Reputation: 163
The project I am working on would trigger various asynchronous jobs to do some work. As I look into it more these asynchronous jobs are actually being run as separate JVMs (separate java processes). Does it mean I would not be able to use any of the following if I need to synchronize between these processes:
java.util.concurrent.locks
Because it seems to me they are all thread-level?
Does Java provide support for IPC like semaphores between processes?
Upvotes: 14
Views: 12202
Reputation: 10763
I'm using distributed lock provided by Redisson to synchronize work of different JVMs
Upvotes: 1
Reputation: 551
I have implemented a java IPC Lock implementation using files: FileBasedLock and a IPC Semaphore implementation using a shared DB (jdbc): JdbcSemaphore. Both implementations are part of spf4j.

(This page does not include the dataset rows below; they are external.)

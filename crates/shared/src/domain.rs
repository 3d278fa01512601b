use std::fmt;

use serde::{Deserialize, Serialize};
use serde_json::{Map, Value};

macro_rules! id_newtype {
    ($name:ident) => {
        #[derive(Debug, Clone, Copy, PartialEq, Eq, Hash, Serialize, Deserialize)]
        pub struct $name(pub i64);

        impl fmt::Display for $name {
            fn fmt(&self, f: &mut fmt::Formatter<'_>) -> fmt::Result {
                write!(f, "{}", self.0)
            }
        }
    };
}

id_newtype!(UserId);
id_newtype!(ArticleId);
id_newtype!(CommentId);
id_newtype!(NotificationId);
id_newtype!(ProductId);
id_newtype!(CartItemId);
id_newtype!(OrderId);
id_newtype!(AddressId);
id_newtype!(ReviewId);

/// Account role as reported by the backend. Roles this client does not know
/// about are kept verbatim.
#[derive(Debug, Clone, PartialEq, Eq, Hash, Default, Serialize, Deserialize)]
#[serde(from = "String", into = "String")]
pub enum Role {
    #[default]
    Reader,
    Author,
    User,
    Seller,
    Admin,
    Other(String),
}

impl Role {
    pub fn as_str(&self) -> &str {
        match self {
            Role::Reader => "reader",
            Role::Author => "author",
            Role::User => "user",
            Role::Seller => "seller",
            Role::Admin => "admin",
            Role::Other(raw) => raw,
        }
    }
}

impl From<String> for Role {
    fn from(value: String) -> Self {
        match value.as_str() {
            "reader" => Role::Reader,
            "author" => Role::Author,
            "user" => Role::User,
            "seller" => Role::Seller,
            "admin" => Role::Admin,
            _ => Role::Other(value),
        }
    }
}

impl From<Role> for String {
    fn from(value: Role) -> Self {
        value.as_str().to_string()
    }
}

impl fmt::Display for Role {
    fn fmt(&self, f: &mut fmt::Formatter<'_>) -> fmt::Result {
        f.write_str(self.as_str())
    }
}

#[derive(Debug, Clone, PartialEq, Serialize, Deserialize)]
pub struct User {
    pub id: UserId,
    pub username: String,
    #[serde(default)]
    pub role: Role,
    #[serde(default, skip_serializing_if = "Option::is_none")]
    pub email: Option<String>,
    /// Profile fields (avatar, phone, status...) the client only passes through.
    #[serde(flatten)]
    pub extra: Map<String, Value>,
}

impl User {
    pub fn new(id: i64, username: impl Into<String>, role: Role) -> Self {
        Self {
            id: UserId(id),
            username: username.into(),
            role,
            email: None,
            extra: Map::new(),
        }
    }

    pub fn is_admin(&self) -> bool {
        self.role == Role::Admin
    }

    pub fn is_seller(&self) -> bool {
        self.role == Role::Seller
    }
}

#[derive(Debug, Clone, PartialEq, Serialize, Deserialize)]
pub struct SellerProfile {
    #[serde(default, skip_serializing_if = "Option::is_none")]
    pub id: Option<i64>,
    #[serde(default, skip_serializing_if = "Option::is_none")]
    pub shop_name: Option<String>,
    #[serde(default, skip_serializing_if = "Option::is_none")]
    pub status: Option<i64>,
    #[serde(flatten)]
    pub extra: Map<String, Value>,
}

/// Credentials and identity of a logged-in user. Token and user only ever
/// exist together.
#[derive(Debug, Clone, PartialEq, Serialize, Deserialize)]
pub struct AuthSession {
    pub token: String,
    pub user: User,
    #[serde(default, skip_serializing_if = "Option::is_none")]
    pub seller_profile: Option<SellerProfile>,
}

#[derive(Debug, Clone, Default, PartialEq)]
pub struct Session {
    auth: Option<AuthSession>,
}

impl Session {
    pub fn empty() -> Self {
        Self::default()
    }

    pub fn authenticated(auth: AuthSession) -> Self {
        Self { auth: Some(auth) }
    }

    pub fn is_authenticated(&self) -> bool {
        self.auth.is_some()
    }

    pub fn token(&self) -> Option<&str> {
        self.auth.as_ref().map(|auth| auth.token.as_str())
    }

    pub fn user(&self) -> Option<&User> {
        self.auth.as_ref().map(|auth| &auth.user)
    }

    pub fn seller_profile(&self) -> Option<&SellerProfile> {
        self.auth.as_ref().and_then(|auth| auth.seller_profile.as_ref())
    }

    pub fn auth(&self) -> Option<&AuthSession> {
        self.auth.as_ref()
    }

    pub fn auth_mut(&mut self) -> Option<&mut AuthSession> {
        self.auth.as_mut()
    }

    pub fn take(&mut self) -> Option<AuthSession> {
        self.auth.take()
    }
}
use std::sync::Arc;

use shared::domain::{AuthSession, SellerProfile, Session, User};
use storage::{keys, SessionStore};
use tokio::sync::{broadcast, RwLock};
use tracing::{debug, info, warn};

use crate::events::ClientEvent;

/// Authenticated identity of the client, mirrored into a [`SessionStore`].
///
/// Token and user are only ever written or erased together, so every reader
/// sees either a complete session or none at all.
pub struct SessionState {
    inner: RwLock<Session>,
    store: Arc<dyn SessionStore>,
    events: broadcast::Sender<ClientEvent>,
}

impl SessionState {
    pub fn new(store: Arc<dyn SessionStore>, events: broadcast::Sender<ClientEvent>) -> Self {
        Self {
            inner: RwLock::new(Session::empty()),
            store,
            events,
        }
    }

    /// Loads the persisted session. Half-written or unreadable state is purged
    /// and the client starts logged out.
    pub async fn load_persisted(&self) -> Session {
        let loaded = match self.read_persisted().await {
            Ok(Some(auth)) => Session::authenticated(auth),
            Ok(None) => Session::empty(),
            Err(reason) => {
                warn!(%reason, "discarding persisted session");
                if let Err(err) = self.store.remove(&keys::ALL).await {
                    warn!(error = %format!("{err:#}"), "failed to purge persisted session");
                }
                Session::empty()
            }
        };

        {
            let mut guard = self.inner.write().await;
            *guard = loaded.clone();
        }

        if let Some(user) = loaded.user() {
            info!(username = %user.username, "restored persisted session");
            self.notify(&loaded);
        }
        loaded
    }

    async fn read_persisted(&self) -> Result<Option<AuthSession>, String> {
        let token = self
            .store
            .get(keys::AUTH_TOKEN)
            .await
            .map_err(|err| format!("{err:#}"))?;
        let user = self
            .store
            .get(keys::CURRENT_USER)
            .await
            .map_err(|err| format!("{err:#}"))?;

        let (token, user) = match (token, user) {
            (None, None) => return Ok(None),
            (Some(token), Some(user)) => (token, user),
            (Some(_), None) => return Err("token stored without user".into()),
            (None, Some(_)) => return Err("user stored without token".into()),
        };
        if token.is_empty() {
            return Err("stored token is empty".into());
        }

        let user: User = serde_json::from_str(&user)
            .map_err(|err| format!("stored user is unreadable: {err}"))?;

        let seller_profile = match self.store.get(keys::SELLER_PROFILE).await {
            Ok(Some(raw)) => match serde_json::from_str::<SellerProfile>(&raw) {
                Ok(profile) => Some(profile),
                Err(err) => {
                    warn!(error = %err, "ignoring unreadable seller profile");
                    None
                }
            },
            Ok(None) => None,
            Err(err) => {
                warn!(error = %format!("{err:#}"), "failed to read seller profile");
                None
            }
        };

        Ok(Some(AuthSession {
            token,
            user,
            seller_profile,
        }))
    }

    pub async fn set_authenticated(
        &self,
        token: impl Into<String>,
        user: User,
        seller_profile: Option<SellerProfile>,
    ) {
        let auth = AuthSession {
            token: token.into(),
            user,
            seller_profile,
        };
        let snapshot = {
            let mut guard = self.inner.write().await;
            *guard = Session::authenticated(auth);
            self.persist(&guard).await;
            guard.clone()
        };

        if let Some(user) = snapshot.user() {
            info!(username = %user.username, role = %user.role, "session authenticated");
        }
        self.notify(&snapshot);
    }

    /// Replaces the identity of the current session. Returns `false` (and does
    /// nothing) when logged out.
    pub async fn update_user(&self, user: User, seller_profile: Option<SellerProfile>) -> bool {
        let snapshot = {
            let mut guard = self.inner.write().await;
            let Some(auth) = guard.auth_mut() else {
                return false;
            };
            auth.user = user;
            auth.seller_profile = seller_profile;
            self.persist(&guard).await;
            guard.clone()
        };
        self.notify(&snapshot);
        true
    }

    /// Erases the session in memory and in the store. Returns whether a session
    /// was present.
    pub async fn clear(&self) -> bool {
        let previous = {
            let mut guard = self.inner.write().await;
            let previous = guard.take();
            if let Err(err) = self.store.remove(&keys::ALL).await {
                warn!(error = %format!("{err:#}"), "failed to erase persisted session");
            }
            previous
        };

        match previous {
            Some(auth) => {
                info!(username = %auth.user.username, "session cleared");
                self.notify(&Session::empty());
                true
            }
            None => {
                debug!("session already clear");
                false
            }
        }
    }

    pub async fn is_authenticated(&self) -> bool {
        self.inner.read().await.is_authenticated()
    }

    pub async fn token(&self) -> Option<String> {
        self.inner.read().await.token().map(str::to_string)
    }

    pub async fn snapshot(&self) -> Session {
        self.inner.read().await.clone()
    }

    async fn persist(&self, session: &Session) {
        let Some(auth) = session.auth() else {
            return;
        };

        let user = match serde_json::to_string(&auth.user) {
            Ok(user) => user,
            Err(err) => {
                warn!(error = %err, "failed to serialize user; session kept in memory only");
                return;
            }
        };
        let seller_profile = auth
            .seller_profile
            .as_ref()
            .and_then(|profile| serde_json::to_string(profile).ok());

        let entries = [
            (keys::AUTH_TOKEN, Some(auth.token.clone())),
            (keys::CURRENT_USER, Some(user)),
            (keys::SELLER_PROFILE, seller_profile),
        ];
        if let Err(err) = self.store.write_all(&entries).await {
            warn!(error = %format!("{err:#}"), "failed to persist session");
        }
    }

    fn notify(&self, session: &Session) {
        let _ = self.events.send(ClientEvent::SessionChanged {
            authenticated: session.is_authenticated(),
            username: session.user().map(|user| user.username.clone()),
        });
    }
}

#[cfg(test)]
#[path = "tests/session_tests.rs"]
mod tests;
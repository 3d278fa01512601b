use std::{fmt, str::FromStr};

use serde::{de::DeserializeOwned, Deserialize, Serialize};
use serde_json::{Map, Value};

use crate::{
    domain::{SellerProfile, User},
    error::{ApiException, ApiFailure, FailureKind, ProtocolError},
};

pub const UNAUTHORIZED_CODE: i64 = 401;
pub const SUCCESS_CODE: i64 = 200;

/// Envelope family spoken by a backend deployment.
#[derive(Debug, Clone, Copy, PartialEq, Eq, Default, Serialize, Deserialize)]
#[serde(rename_all = "snake_case")]
pub enum ResponseConvention {
    /// `{ success: bool, message?, data? }`
    SuccessFlag,
    /// `{ code: number, message?, data? }` with 200 = ok and 401 = unauthorized.
    StatusCode,
    /// Decide per response from the fields present.
    #[default]
    Auto,
}

impl FromStr for ResponseConvention {
    type Err = String;

    fn from_str(s: &str) -> Result<Self, Self::Err> {
        match s.trim().to_ascii_lowercase().replace('-', "_").as_str() {
            "success_flag" | "success" | "a" => Ok(Self::SuccessFlag),
            "status_code" | "code" | "b" => Ok(Self::StatusCode),
            "auto" => Ok(Self::Auto),
            other => Err(format!("unknown response convention '{other}'")),
        }
    }
}

impl fmt::Display for ResponseConvention {
    fn fmt(&self, f: &mut fmt::Formatter<'_>) -> fmt::Result {
        f.write_str(match self {
            Self::SuccessFlag => "success_flag",
            Self::StatusCode => "status_code",
            Self::Auto => "auto",
        })
    }
}

#[derive(Debug, Clone, Serialize, Deserialize)]
pub struct SuccessFlagEnvelope {
    pub success: bool,
    #[serde(default, skip_serializing_if = "Option::is_none")]
    pub message: Option<String>,
    #[serde(default, skip_serializing_if = "Option::is_none")]
    pub data: Option<Value>,
}

#[derive(Debug, Clone, Serialize, Deserialize)]
pub struct StatusCodeEnvelope {
    pub code: i64,
    #[serde(default, skip_serializing_if = "Option::is_none")]
    pub message: Option<String>,
    #[serde(default, skip_serializing_if = "Option::is_none")]
    pub data: Option<Value>,
}

/// The one response shape handed to callers, whatever the backend speaks.
#[derive(Debug, Clone, PartialEq)]
pub enum ApiResponse {
    Success {
        message: Option<String>,
        data: Option<Value>,
    },
    Failure(ApiFailure),
}

impl ApiResponse {
    pub fn success(data: Option<Value>) -> Self {
        Self::Success {
            message: None,
            data,
        }
    }

    pub fn is_success(&self) -> bool {
        matches!(self, Self::Success { .. })
    }

    pub fn is_unauthorized(&self) -> bool {
        matches!(self, Self::Failure(failure) if failure.is_unauthorized())
    }

    pub fn failure(&self) -> Option<&ApiFailure> {
        match self {
            Self::Failure(failure) => Some(failure),
            Self::Success { .. } => None,
        }
    }

    pub fn message(&self) -> Option<&str> {
        match self {
            Self::Success { message, .. } => message.as_deref(),
            Self::Failure(failure) => Some(failure.message.as_str()),
        }
    }

    pub fn data(&self) -> Option<&Value> {
        match self {
            Self::Success { data, .. } => data.as_ref(),
            Self::Failure(_) => None,
        }
    }

    /// Payload of a successful response, `Value::Null` when the backend sent none.
    pub fn into_result(self) -> Result<Value, ApiException> {
        match self {
            Self::Success { data, .. } => Ok(data.unwrap_or(Value::Null)),
            Self::Failure(failure) => Err(failure.into()),
        }
    }

    /// Decodes the payload into `T`. A payload that does not fit is reported as
    /// a transport failure: the backend answered with something unexpected.
    pub fn into_data<T: DeserializeOwned>(self) -> Result<T, ApiException> {
        let value = self.into_result()?;
        serde_json::from_value(value).map_err(|err| ApiException {
            kind: FailureKind::Transport,
            code: None,
            message: format!("unexpected response payload: {err}"),
        })
    }
}

impl ResponseConvention {
    /// Maps a raw HTTP response onto [`ApiResponse`]. Unauthorized responses come
    /// back as failures of kind [`FailureKind::Unauthorized`]; the caller owns the
    /// session side effects.
    pub fn normalize(&self, http_status: u16, body: &str) -> Result<ApiResponse, ProtocolError> {
        let value: Value = match serde_json::from_str(body) {
            Ok(value) => value,
            Err(err) => {
                if i64::from(http_status) == UNAUTHORIZED_CODE {
                    return Ok(ApiResponse::Failure(ApiFailure::unauthorized(
                        body.trim().to_string(),
                    )));
                }
                return Err(ProtocolError::InvalidJson(err.to_string()));
            }
        };
        let Value::Object(object) = value else {
            return Err(ProtocolError::NotAnObject);
        };

        match self.resolve(&object)? {
            ResponseConvention::SuccessFlag => normalize_success_flag(http_status, object),
            ResponseConvention::StatusCode => normalize_status_code(object),
            ResponseConvention::Auto => Err(ProtocolError::UnknownEnvelope),
        }
    }

    fn resolve(&self, object: &Map<String, Value>) -> Result<ResponseConvention, ProtocolError> {
        match self {
            Self::Auto => {
                if object.get("success").is_some_and(Value::is_boolean) {
                    Ok(Self::SuccessFlag)
                } else if object.get("code").is_some_and(Value::is_i64) {
                    Ok(Self::StatusCode)
                } else {
                    Err(ProtocolError::UnknownEnvelope)
                }
            }
            other => Ok(*other),
        }
    }
}

fn normalize_success_flag(
    http_status: u16,
    object: Map<String, Value>,
) -> Result<ApiResponse, ProtocolError> {
    let envelope: SuccessFlagEnvelope = serde_json::from_value(Value::Object(object))
        .map_err(|_| ProtocolError::MissingField { expected: "success" })?;

    if envelope.success {
        return Ok(ApiResponse::Success {
            message: envelope.message,
            data: envelope.data,
        });
    }

    let status = i64::from(http_status);
    if status == UNAUTHORIZED_CODE {
        return Ok(ApiResponse::Failure(ApiFailure::unauthorized(
            envelope.message.unwrap_or_default(),
        )));
    }

    let code = (!(200..300).contains(&status)).then_some(status);
    Ok(ApiResponse::Failure(ApiFailure::application(
        code,
        envelope.message.unwrap_or_default(),
    )))
}

fn normalize_status_code(object: Map<String, Value>) -> Result<ApiResponse, ProtocolError> {
    let envelope: StatusCodeEnvelope = serde_json::from_value(Value::Object(object))
        .map_err(|_| ProtocolError::MissingField { expected: "code" })?;

    match envelope.code {
        SUCCESS_CODE => Ok(ApiResponse::Success {
            message: envelope.message,
            data: envelope.data,
        }),
        UNAUTHORIZED_CODE => Ok(ApiResponse::Failure(ApiFailure::unauthorized(
            envelope.message.unwrap_or_default(),
        ))),
        code => Ok(ApiResponse::Failure(ApiFailure::application(
            Some(code),
            envelope.message.unwrap_or_default(),
        ))),
    }
}

#[derive(Debug, Clone, Serialize, Deserialize)]
pub struct LoginRequest {
    pub username: String,
    pub password: String,
}

#[derive(Debug, Clone, Serialize, Deserialize)]
pub struct RegisterRequest {
    pub username: String,
    pub email: String,
    pub password: String,
}

/// `data` of a successful login or register call.
#[derive(Debug, Clone, Deserialize)]
pub struct AuthPayload {
    pub token: String,
    pub user: User,
    #[serde(default, alias = "seller_profile")]
    pub seller: Option<SellerProfile>,
}

/// `data` of `GET /auth/user`.
#[derive(Debug, Clone, Deserialize)]
pub struct CurrentUserPayload {
    pub user: User,
    #[serde(default, alias = "seller_profile")]
    pub seller: Option<SellerProfile>,
}

#[cfg(test)]
#[path = "tests/protocol_tests.rs"]
mod tests;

If you have a zookeeper instance take a look at the Zookeeper based Lock recipes from Apache Curator
Upvotes: 1
Reputation: 340708
You can use synchronized
keyword, locks, atomic objects, etc. - but they are local to the JVM. So if you have two JVMs running the same program, they can still e.g. run the same synchronized
method at the same time - one on each JVM, but not more.
Solutions:
terracotta provides distributed locking
hazelcast as well
you can use manual synchronization on file system or database
Upvotes: 7
Reputation: 500167
they are all thread-level?
That's correct, synchronized
etc only work within the context of a single process.
Does Java provide support for IPC like semaphores between processes?
One way to implement communication between Java processes is using RMI.
Upvotes: 0
Reputation: 115328
That's right. You can not use any standard synchronization mechanisms because they are working into one JVM.